By Howard Goodman
Florida Center for Investigative Reporting
I remember a radio newscaster back in the ’70s who used to sign off with the cheerful advice, “If you don’t like the news, go make some of your own.”
It looks like Gov. Rick Scott is doing just that. Or make that the people whom the state Republican Party hired to run Rick Scott’s Facebook page.
Scott’s Facebook page featured a picture of a Miami Herald front page, dated Mon., April 9, with the blaring headline: “New Law Helps Put Floridians Back To Work.”
Funny thing, the dateline read “Guatemala City.”
Another funny thing: the headline was a fake.
It was slapped over an actual story from the Herald‘s international edition of March 5, 2007. The real headline was “Murders highlight rise in crime in Guatemala.”
After a complaint from the Herald managing editor Rick Hirsch, the Republican Party of Florida took the page down. Party spokesman Brian Hughes called it a case of “overzealous graphics.”
Yes, you have to watch out for those graphics — you know how emotional they can get.
Hirsch, not amused, called it a “fraud on the public,” as well as a trademark infringement and copyright infringement.
According to the Herald, the governor’s Facebook and Twitter postings are handled by a Texas outfit, Harris Media. In Scott’s first year of office, 2011, it was paid $68,000 by the Republican Party of Florida.
For a governor who has not been known for being particularly forthcoming with the press, it is a rich irony to see his PR folks appropriate the front page of one of the state’s leading newspapers to trumpet his message.

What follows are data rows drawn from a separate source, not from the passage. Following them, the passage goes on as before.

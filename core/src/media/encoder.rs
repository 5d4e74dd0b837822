//! media/encoder.rs
//! Byte-pull encoder seam and its output units.

use std::fmt;
use bytes::Bytes;
use serde::{Deserialize, Serialize};

use crate::media::frame::ChromaFormat;
use crate::stream::ByteSource;
use crate::types::HarnessError;

/// Slicing mode requested from the encoder.
#[derive(Debug, Clone, Copy, PartialEq, Eq, Default, Serialize, Deserialize)]
#[serde(rename_all = "snake_case")]
pub enum SliceMode {
    /// One slice per picture.
    #[default]
    Single,
    /// Fixed number of slices per picture.
    FixedCount(u32),
}

impl SliceMode {
    pub fn slice_count(&self) -> u32 {
        match self {
            SliceMode::Single => 1,
            SliceMode::FixedCount(n) => *n,
        }
    }
}

impl fmt::Display for SliceMode {
    fn fmt(&self, f: &mut fmt::Formatter<'_>) -> fmt::Result {
        match self {
            SliceMode::Single => f.write_str("single-slice"),
            SliceMode::FixedCount(n) => write!(f, "fixed-{}-slices", n),
        }
    }
}

/// Encoder configuration for one fixture.
#[derive(Debug, Clone, Copy, PartialEq, Serialize, Deserialize)]
pub struct EncodeParams {
    pub width: usize,
    pub height: usize,
    pub frame_rate: f32,
    pub mode: SliceMode,
    pub chroma: ChromaFormat,
}

impl EncodeParams {
    pub fn new(width: usize, height: usize, frame_rate: f32) -> Self {
        Self {
            width,
            height,
            frame_rate,
            mode: SliceMode::default(),
            chroma: ChromaFormat::default(),
        }
    }

    pub fn with_mode(mut self, mode: SliceMode) -> Self {
        self.mode = mode;
        self
    }

    pub fn with_chroma(mut self, chroma: ChromaFormat) -> Self {
        self.chroma = chroma;
        self
    }

    /// Bytes of one tightly packed input frame.
    pub fn frame_len(&self) -> usize {
        self.chroma.frame_len(self.width, self.height)
    }

    pub fn validate(&self) -> Result<(), HarnessError> {
        if self.width == 0 || self.height == 0 {
            return Err(HarnessError::Validation(format!(
                "frame dimensions must be non-zero, got {}x{}",
                self.width, self.height
            )));
        }
        if !self.frame_rate.is_finite() || self.frame_rate <= 0.0 {
            return Err(HarnessError::Validation(format!(
                "frame rate must be positive, got {}",
                self.frame_rate
            )));
        }
        if self.mode.slice_count() == 0 {
            return Err(HarnessError::Validation("slice count must be at least 1".into()));
        }
        Ok(())
    }
}

/// One encoder output unit: ordered chunks, each with its own length.
#[derive(Debug, Clone, Default, PartialEq, Eq)]
pub struct EncodedLayer {
    chunks: Vec<Bytes>,
}

impl EncodedLayer {
    pub fn new() -> Self {
        Self::default()
    }

    pub fn from_chunks(chunks: Vec<Bytes>) -> Self {
        Self { chunks }
    }

    pub fn push_chunk(&mut self, chunk: impl Into<Bytes>) {
        self.chunks.push(chunk.into());
    }

    pub fn chunks(&self) -> &[Bytes] {
        &self.chunks
    }

    /// Sum of all chunk lengths.
    pub fn len(&self) -> usize {
        self.chunks.iter().map(|c| c.len()).sum()
    }

    pub fn is_empty(&self) -> bool {
        self.len() == 0
    }
}

/// Everything the encoder emitted for one input picture, in emission order.
#[derive(Debug, Clone, Default, PartialEq, Eq)]
pub struct EncodedLayerSet {
    pub layers: Vec<EncodedLayer>,
}

impl EncodedLayerSet {
    pub fn new(layers: Vec<EncodedLayer>) -> Self {
        Self { layers }
    }

    pub fn chunk_count(&self) -> usize {
        self.layers.iter().map(|l| l.chunks().len()).sum()
    }

    pub fn byte_len(&self) -> usize {
        self.layers.iter().map(|l| l.len()).sum()
    }
}

/// Callback receiving one encoded unit. Its error aborts `run`.
pub type LayerCallback<'c> = dyn FnMut(&EncodedLayerSet) -> Result<(), HarnessError> + 'c;

/// Byte-pull side of the pipeline.
///
/// `run` pulls raw frames from `input` until it sees EndOfStream or a short
/// read, and hands every encoded unit to `on_output` synchronously, in order.
pub trait FrameEncoder {
    fn run(
        &mut self,
        input: &mut dyn ByteSource,
        params: &EncodeParams,
        on_output: &mut LayerCallback<'_>,
    ) -> Result<(), HarnessError>;
}

impl<E: FrameEncoder + ?Sized> FrameEncoder for Box<E> {
    fn run(
        &mut self,
        input: &mut dyn ByteSource,
        params: &EncodeParams,
        on_output: &mut LayerCallback<'_>,
    ) -> Result<(), HarnessError> {
        (**self).run(input, params, on_output)
    }
}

Another irony is that the message doesn’t need embellishing. In point of fact, Scott’s record on job creation is arguably pretty good. In his first year as governor, Florida saw almost 135,000 new jobs — as he’s said, third most of any state in the nation. Unemployment has dipped to 9.4 percent (February 2012) from 10.9 percent (January 2011).
But as an earlier FCIR report showed, Scott has little reason to boast about the job statistics:
- There’s no evidence Scott’s policies are responsible for any of the new jobs in Florida over the past year.
- The jobless rate is falling because so many Floridians have stopped looking for work that they aren’t being counted anymore.
- Steep cuts in state spending have further squeezed the poor and unemployed, and in turn, the municipalities in which they live.
- The majority of new jobs are in the lowest-paying sectors.
- Wages have fallen for the poorest workers.
- Poverty has increased.
- Florida has one of the highest populations of uninsured in the country.